A more progressive income tax is the answer

by: Jon Kantrowitz

Tue Jun 02, 2009 at 11:51:35 AM EDT


As Connecticut's elected leaders grapple with a $10 billion deficit, the thirteen unions of the State Employees Bargaining Agent Coalition (SEBAC) have stayed true to their pledge to push for a viable long term budget solution: revenue reform.

SEBAC members voted earlier this month to accept wage freezes, furlough days and other givebacks to help the state balance its budget, returning $700 million to the state's general fund. The agreement was designed to protect public services, services that Connecticut will need even more as the economic downturn continues.

SEBAC is working with a wide range of organizations including Better Choices for Connecticut, a community coalition that is addressing the state's imbalanced revenue system.

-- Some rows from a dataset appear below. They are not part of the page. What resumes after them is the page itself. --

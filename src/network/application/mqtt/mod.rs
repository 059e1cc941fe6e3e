//! MQTT 3.1.1 protocol implementation for embedded systems.
//!
//! This module provides a persistent-session MQTT 3.1.1 client designed for
//! `no_std` environments and devices on an unreliable link. MQTT (Message
//! Queuing Telemetry Transport) is a lightweight publish-subscribe messaging
//! protocol ideal for IoT applications.
//!
//! # Architecture
//!
//! ```text
//! ┌──────────────────────────── Session ────────────────────────────┐
//! │                                                                 │
//! │  Multiplexer ──▶ RxBuffer ──▶ Codec ──▶ AckTracker (acks)       │
//! │      ▲                          │  └──▶ TopicRouter ──▶ Device   │
//! │      │                          ▼                               │
//! │  keepalive / publish timers ──▶ Codec ──▶ Transport              │
//! └─────────────────────────────────────────────────────────────────┘
//! ```
//!
//! - [`codec`]: control packet encoding/decoding over caller-owned buffers.
//! - [`buffer`]: resumable receive accumulation.
//! - [`tracker`]: QoS 1 / QoS 2 acknowledgment phases and message ids.
//! - [`mux`]: one bounded blocking wait per loop iteration.
//! - [`router`]: command topic dispatch and telemetry payload production.
//! - [`session`]: the connection state machine that drives all of the above.
//! - [`config`]: broker, topics, timing and TLS settings.
//!
//! # Usage
//!
//! ```rust,no_run
//! use mqtt_node::network::application::mqtt::{ClientId, Config, Session};
//! # use mqtt_node::device::{Command, Device, StatusKind, TelemetrySample};
//! # use mqtt_node::network::{Close, Connect, Connection, Endpoint, Poll, Read, Readiness, Write};
//! # use mqtt_node::time::Clock;
//! # struct Net;
//! # struct Conn;
//! # impl Read for Conn { type Error = (); fn read(&mut self, _: &mut [u8]) -> Result<usize, ()> { Ok(0) } }
//! # impl Write for Conn {
//! #     type Error = ();
//! #     fn write(&mut self, b: &[u8]) -> Result<usize, ()> { Ok(b.len()) }
//! #     fn flush(&mut self) -> Result<(), ()> { Ok(()) }
//! # }
//! # impl Close for Conn { type Error = (); fn close(self) -> Result<(), ()> { Ok(()) } }
//! # impl Poll for Conn { type Error = (); fn poll_readable(&mut self, _: u32) -> Result<Readiness, ()> { Ok(Readiness::TimedOut) } }
//! # impl Connection for Conn {}
//! # impl Connect for Net {
//! #     type Connection = Conn;
//! #     type Error = ();
//! #     fn connect(&mut self, _: &Endpoint<'_>) -> Result<Conn, ()> { Ok(Conn) }
//! # }
//! # struct Board;
//! # impl Device for Board {
//! #     type Error = ();
//! #     fn read_telemetry(&mut self) -> Result<TelemetrySample, ()> { Ok(TelemetrySample::new("Celsius", 21.0)) }
//! #     fn execute_command(&mut self, _: &Command) {}
//! #     fn set_status(&mut self, _: StatusKind, _: bool) {}
//! # }
//! # struct Ticks;
//! # impl Clock for Ticks { fn now_ms(&self) -> u64 { 0 } fn delay_ms(&mut self, _: u32) {} }
//!
//! let config = Config::new("broker.example.com", "devices/node-1/telemetry", "devices/node-1/cmd");
//! let client_id = ClientId::from_entropy("node", b"\x01\x02\x03\x04").unwrap();
//! let mut session: Session<'_, _, _, _> = Session::new(Net, Board, Ticks, config, client_id).unwrap();
//!
//! // Connects, subscribes, publishes telemetry and reconnects forever.
//! session.run();
//! ```

pub mod buffer;
pub mod client_id;
pub mod codec;
pub mod config;
pub mod mux;
pub mod router;
pub mod session;
pub mod tracker;

pub use client_id::ClientId;
pub use codec::{Decoded, Packet, Publish};
pub use config::{Config, TlsSettings};
pub use session::{Session, State};
pub use tracker::{AckTracker, Phase};

use crate::network::error::Error as NetworkError;
use serde::Deserialize;

/// Quality of Service levels for MQTT messages.
///
/// QoS defines the guarantee of delivery for a specific message. Higher QoS levels
/// provide stronger delivery guarantees but require more network overhead and
/// client state management.
///
/// # Examples
///
/// ```rust
/// use mqtt_node::network::application::mqtt::QoS;
///
/// let qos0 = QoS::AtMostOnce;   // Fire and forget
/// let qos1 = QoS::AtLeastOnce;  // Acknowledged delivery
/// let qos2 = QoS::ExactlyOnce;  // Assured delivery
///
/// assert_eq!(qos0 as u8, 0);
/// assert_eq!(qos1 as u8, 1);
/// assert_eq!(qos2 as u8, 2);
/// assert_eq!(QoS::try_from(2), Ok(QoS::ExactlyOnce));
/// ```
#[derive(Debug, PartialEq, Eq, Clone, Copy, Deserialize)]
#[cfg_attr(feature = "defmt", derive(defmt::Format))]
#[serde(try_from = "u8")]
pub enum QoS {
    /// **QoS 0**: At most once delivery.
    ///
    /// Messages are delivered according to the best effort of the underlying network.
    /// Message loss can occur.
    AtMostOnce = 0,

    /// **QoS 1**: At least once delivery.
    ///
    /// Messages are assured to arrive but duplicates can occur.
    AtLeastOnce = 1,

    /// **QoS 2**: Exactly once delivery.
    ///
    /// Messages are assured to arrive exactly once through a four-way
    /// PUBLISH / PUBREC / PUBREL / PUBCOMP handshake.
    ExactlyOnce = 2,
}

impl QoS {
    /// Decode the two QoS bits used in PUBLISH headers and SUBSCRIBE payloads.
    pub fn from_bits(bits: u8) -> Option<Self> {
        match bits {
            0 => Some(QoS::AtMostOnce),
            1 => Some(QoS::AtLeastOnce),
            2 => Some(QoS::ExactlyOnce),
            _ => None,
        }
    }
}

/// A QoS value outside `0..=2`.
#[derive(Debug, Clone, Copy, PartialEq, Eq)]
pub struct InvalidQoS(pub u8);

impl core::fmt::Display for InvalidQoS {
    fn fmt(&self, f: &mut core::fmt::Formatter<'_>) -> core::fmt::Result {
        write!(f, "invalid QoS level {}", self.0)
    }
}

impl TryFrom<u8> for QoS {
    type Error = InvalidQoS;

    fn try_from(value: u8) -> Result<Self, Self::Error> {
        QoS::from_bits(value).ok_or(InvalidQoS(value))
    }
}

/// Errors reported by the MQTT [`Session`].
///
/// Only variants that end or prevent a connection are returned from the
/// driving loop; protocol oddities such as unmatched acknowledgments are
/// logged and absorbed.
#[derive(Debug, Clone, Copy, PartialEq, Eq)]
#[cfg_attr(feature = "defmt", derive(defmt::Format))]
pub enum Error {
    /// The transport failed; the session is now disconnected.
    Network(NetworkError),
    /// The broker answered CONNECT with a non-zero return code.
    Refused(codec::ConnectReturnCode),
    /// No CONNACK arrived within the handshake window.
    HandshakeTimeout,
    /// A PINGREQ went unanswered for a whole keepalive interval.
    KeepaliveTimeout,
    /// The operation needs a connected session.
    NotConnected,
    /// A packet did not fit the transmit buffer.
    Encode(codec::EncodeError),
    /// Every in-flight slot is taken.
    InFlightFull,
    /// The configuration was rejected.
    Config(config::ConfigError),
    /// The device reported that its peripherals are not ready.
    DeviceNotReady,
    /// A telemetry cycle was skipped.
    Telemetry(router::RouterError),
}

impl From<NetworkError> for Error {
    fn from(e: NetworkError) -> Self {
        Error::Network(e)
    }
}

impl From<codec::EncodeError> for Error {
    fn from(e: codec::EncodeError) -> Self {
        Error::Encode(e)
    }
}

impl From<tracker::TrackError> for Error {
    fn from(e: tracker::TrackError) -> Self {
        match e {
            tracker::TrackError::InFlightFull => Error::InFlightFull,
            tracker::TrackError::PayloadTooLarge | tracker::TrackError::NotAcknowledged => {
                Error::Encode(codec::EncodeError::Overflow)
            }
        }
    }
}

impl From<config::ConfigError> for Error {
    fn from(e: config::ConfigError) -> Self {
        Error::Config(e)
    }
}
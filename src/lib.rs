//! # mqtt-node - persistent MQTT telemetry node
//!
//! A `no_std` MQTT 3.1.1 client for devices with a single network connection
//! and an unreliable link. It keeps one session with a broker alive,
//! publishes periodic telemetry from the board and dispatches a small command
//! vocabulary received on a subscribed topic.
//!
//! ## Features
//!
//! ### Session
//! - Connect / CONNACK handshake with a bounded wait
//! - Keepalive pings and ping timeout detection
//! - Reconnect with a constant delay after any link loss
//! - QoS 0, 1 and 2 in both directions
//!
//! ### Collaborators
//! - Transport: any type implementing the [`network`] traits
//! - Board: a [`device::Device`] supplying telemetry and executing commands
//! - Time: a [`time::Clock`]
//!
//! ## Usage
//!
//! Add this to your `Cargo.toml`:
//!
//! ```toml
//! [dependencies]
//! mqtt-node = "0.1.0"
//! ```
//!
//! ### Host Example
//!
//! ```rust,no_run
//! # #[cfg(feature = "std")]
//! # fn main() {
//! use mqtt_node::network::application::mqtt::{ClientId, Config, Session};
//! use mqtt_node::network::tcp::TcpConnector;
//! use mqtt_node::time::StdClock;
//! # use mqtt_node::device::{Command, Device, StatusKind, TelemetrySample};
//! # struct Board;
//! # impl Device for Board {
//! #     type Error = ();
//! #     fn read_telemetry(&mut self) -> Result<TelemetrySample, ()> { Ok(TelemetrySample::new("Celsius", 21.0)) }
//! #     fn execute_command(&mut self, _: &Command) {}
//! #     fn set_status(&mut self, _: StatusKind, _: bool) {}
//! # }
//!
//! let config = Config::new("localhost", "node/telemetry", "node/cmd");
//! let client_id = ClientId::from_entropy("host", b"serial-0001").unwrap();
//! let mut session: Session<'_, _, _, _> =
//!     Session::new(TcpConnector, Board, StdClock::new(), config, client_id).unwrap();
//! session.run();
//! # }
//! # #[cfg(not(feature = "std"))]
//! # fn main() {}
//! ```
//!
//! ## Platform Support
//!
//! This library is designed to work on:
//! - Embedded microcontrollers (ARM Cortex-M, RISC-V, etc.)
//! - Linux-based IoT devices (Raspberry Pi, etc.)
//! - Any platform supporting Rust's `core` library
//!
//! ## Optional Features
//!
//! - `std`: TCP transport on `std::net` and a `std::time` clock (default: disabled)
//! - `defmt`: log through `defmt` for embedded debugging
//! - `log`: log through the `log` facade

#![cfg_attr(not(any(test, feature = "std")), no_std)]
#![deny(missing_docs)]
#![warn(missing_debug_implementations)]

#[macro_use]
mod fmt;

/// Network abstraction layer and the MQTT session built on it.
///
/// Contains the transport traits the session is generic over, their error
/// type, an optional `std` TCP transport and the MQTT protocol stack.
pub mod network;

/// Board collaborator: telemetry, commands and status indicators.
pub mod device;

/// Monotonic clock abstraction used for every deadline.
pub mod time;
/// Packet id used for the command topic subscription. The subscription is
/// sent right after CONNACK, when no publish can be in flight yet.
const SUBSCRIBE_PACKET_ID: u16 = 5841;

/// Connection state of a [`Session`].
#[derive(Debug, Clone, Copy, PartialEq, Eq)]
#[cfg_attr(feature = "defmt", derive(defmt::Format))]
pub enum State {
    /// No transport is open.
    Disconnected,
    /// The transport is being opened.
    Connecting,
    /// CONNECT was sent; waiting for CONNACK.
    AwaitingConnAck,
    /// The broker accepted the session.
    Connected,
    /// DISCONNECT is being sent.
    Disconnecting,
}

/// A decoded packet reduced to what the controller still has to act on once
/// the receive buffer is released. Inbound publishes are routed while their
/// topic and payload are still borrowed, so only the ack obligation remains.
#[derive(Debug, Clone, Copy, PartialEq, Eq)]
enum Inbound {
    ConnAck(ConnAck),
    Publish { qos: QoS, pkid: u16 },
    PubAck(u16),
    PubRec(u16),
    PubRel(u16),
    PubComp(u16),
    SubAck { pkid: u16, code: Option<SubAckCode> },
    PingResp,
    Disconnect,
    Unexpected(&'static str),
}

/// What to do with the front of the receive buffer.
#[derive(Debug, Clone, Copy, PartialEq, Eq)]
enum Step {
    Handle(Inbound, usize),
    Discard(usize),
    Skip(usize),
    Reset,
    Wait,
}

/// A persistent MQTT 3.1.1 session with a single broker.
///
/// `BUF` sizes the receive buffer, the transmit buffer, the payload scratch
/// buffer and each in-flight payload copy. `INFLIGHT` bounds the number of
/// unacknowledged QoS 1/2 messages and must be a power of two.
pub struct Session<'a, N, D, K, const BUF: usize = 512, const INFLIGHT: usize = 4>
where
    N: crate::network::Connect,
    D: Device,
    K: Clock,
{
    network: N,
    connection: Option<N::Connection>,
    device: D,
    clock: K,
    config: Config<'a>,
    client_id: ClientId,
    trust_anchor: Vec<u8, MAX_TRUST_ANCHOR>,
    state: State,
    rx: RxBuffer<BUF>,
    tx: [u8; BUF],
    payload: [u8; BUF],
    tracker: AckTracker<INFLIGHT, BUF>,
    router: TopicRouter<'a>,
    mux: Multiplexer,
    last_sent_ms: u64,
    last_received_ms: u64,
    ping_sent_ms: Option<u64>,
    next_publish_ms: Option<u64>,
    pending_suback: Option<u16>,
}

impl<'a, N, D, K, const BUF: usize, const INFLIGHT: usize> core::fmt::Debug
    for Session<'a, N, D, K, BUF, INFLIGHT>
where
    N: crate::network::Connect,
    D: Device,
    K: Clock,
{
    fn fmt(&self, f: &mut core::fmt::Formatter<'_>) -> core::fmt::Result {
        f.debug_struct("Session")
            .field("client_id", &self.client_id)
            .field("state", &self.state)
            .field("broker_host", &self.config.broker_host)
            .field("broker_port", &self.config.broker_port)
            .field("in_flight", &self.tracker.len())
            .finish_non_exhaustive()
    }
}
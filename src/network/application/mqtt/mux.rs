//! Readiness multiplexing for the session loop.
//!
//! Each loop iteration blocks exactly once: until the connection is readable
//! or the nearest timer deadline arrives, whichever comes first. The wait is
//! capped so a session with no armed timers still wakes up periodically.

use crate::network::Poll;
use crate::time::{Clock, remaining_ms};

/// Upper bound on a single wait, in milliseconds.
pub const MAX_WAIT_MS: u32 = 5000;

/// Why [`Multiplexer::wait`] returned.
#[derive(Debug, Clone, Copy, PartialEq, Eq)]
#[cfg_attr(feature = "defmt", derive(defmt::Format))]
pub enum Wake {
    /// The connection has bytes (or end-of-stream) to read.
    Readable,
    /// The deadline passed with nothing to read.
    TimedOut,
}

/// Computes the next deadline and performs the bounded wait.
#[derive(Debug, Clone, Copy, PartialEq, Eq)]
pub struct Multiplexer {
    max_wait_ms: u32,
}

impl Default for Multiplexer {
    fn default() -> Self {
        Self::new(MAX_WAIT_MS)
    }
}

impl Multiplexer {
    /// A multiplexer that never blocks longer than `max_wait_ms`.
    pub const fn new(max_wait_ms: u32) -> Self {
        Self { max_wait_ms }
    }

    /// Earliest of the armed `timers`, no later than `now + max_wait_ms`.
    pub fn deadline(&self, now: u64, timers: &[Option<u64>]) -> u64 {
        let cap = now.saturating_add(u64::from(self.max_wait_ms));
        timers.iter().flatten().copied().fold(cap, u64::min)
    }

    /// Block on `conn` until it is readable or `deadline` passes.
    ///
    /// A deadline already in the past still polls once with a zero timeout so
    /// pending bytes are never starved by overdue timers.
    pub fn wait<C, K>(&self, conn: &mut C, clock: &K, deadline: u64) -> Result<Wake, C::Error>
    where
        C: Poll,
        K: Clock,
    {
        let timeout = remaining_ms(clock.now_ms(), deadline).min(self.max_wait_ms);
        trace!("waiting up to {} ms", timeout);
        match conn.poll_readable(timeout)? {
            crate::network::Readiness::Readable => Ok(Wake::Readable),
            crate::network::Readiness::TimedOut => Ok(Wake::TimedOut),
        }
    }
}
//! # Application Layer Network Protocols
//!
//! Application layer (OSI Layer 7) protocols built on the core network
//! traits. Every client here is connection agnostic: it works with any type
//! implementing [`Connection`](crate::network::Connection) and keeps its
//! buffers in fixed-size storage.
//!
//! - **[`mqtt`]**: MQTT 3.1.1 persistent-session client with QoS 0/1/2,
//!   keepalive, reconnect and a telemetry/command topic router.

/// MQTT client implementation.
///
/// Provides an MQTT 3.1.1 session controller for lightweight publish-subscribe
/// messaging, commonly used in IoT applications.
pub mod mqtt;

Our unfair tax system contributes to these revenue problems. After federal tax deductions, Connecticut's wealthiest families only pay about 4.5 percent of their income in state and local taxes, compared to 9.3 percent for middle-income families and 12.1 percent for low-income families. In other words, middle-income and low-income people pay more than twice the share of their income in state and local taxes than high-income residents do.
 

Jon Kantrowitz :: A more progressive income tax is the answer

Why do wealthy families escape paying their fair share? The underlying problem is Connecticut's income tax rates are not progressive enough to offset the regressive nature of the sales and property taxes. Indeed, most Connecticut residents (61 percent) pay the same 5 percent income-tax rate as the wealthiest millionaires.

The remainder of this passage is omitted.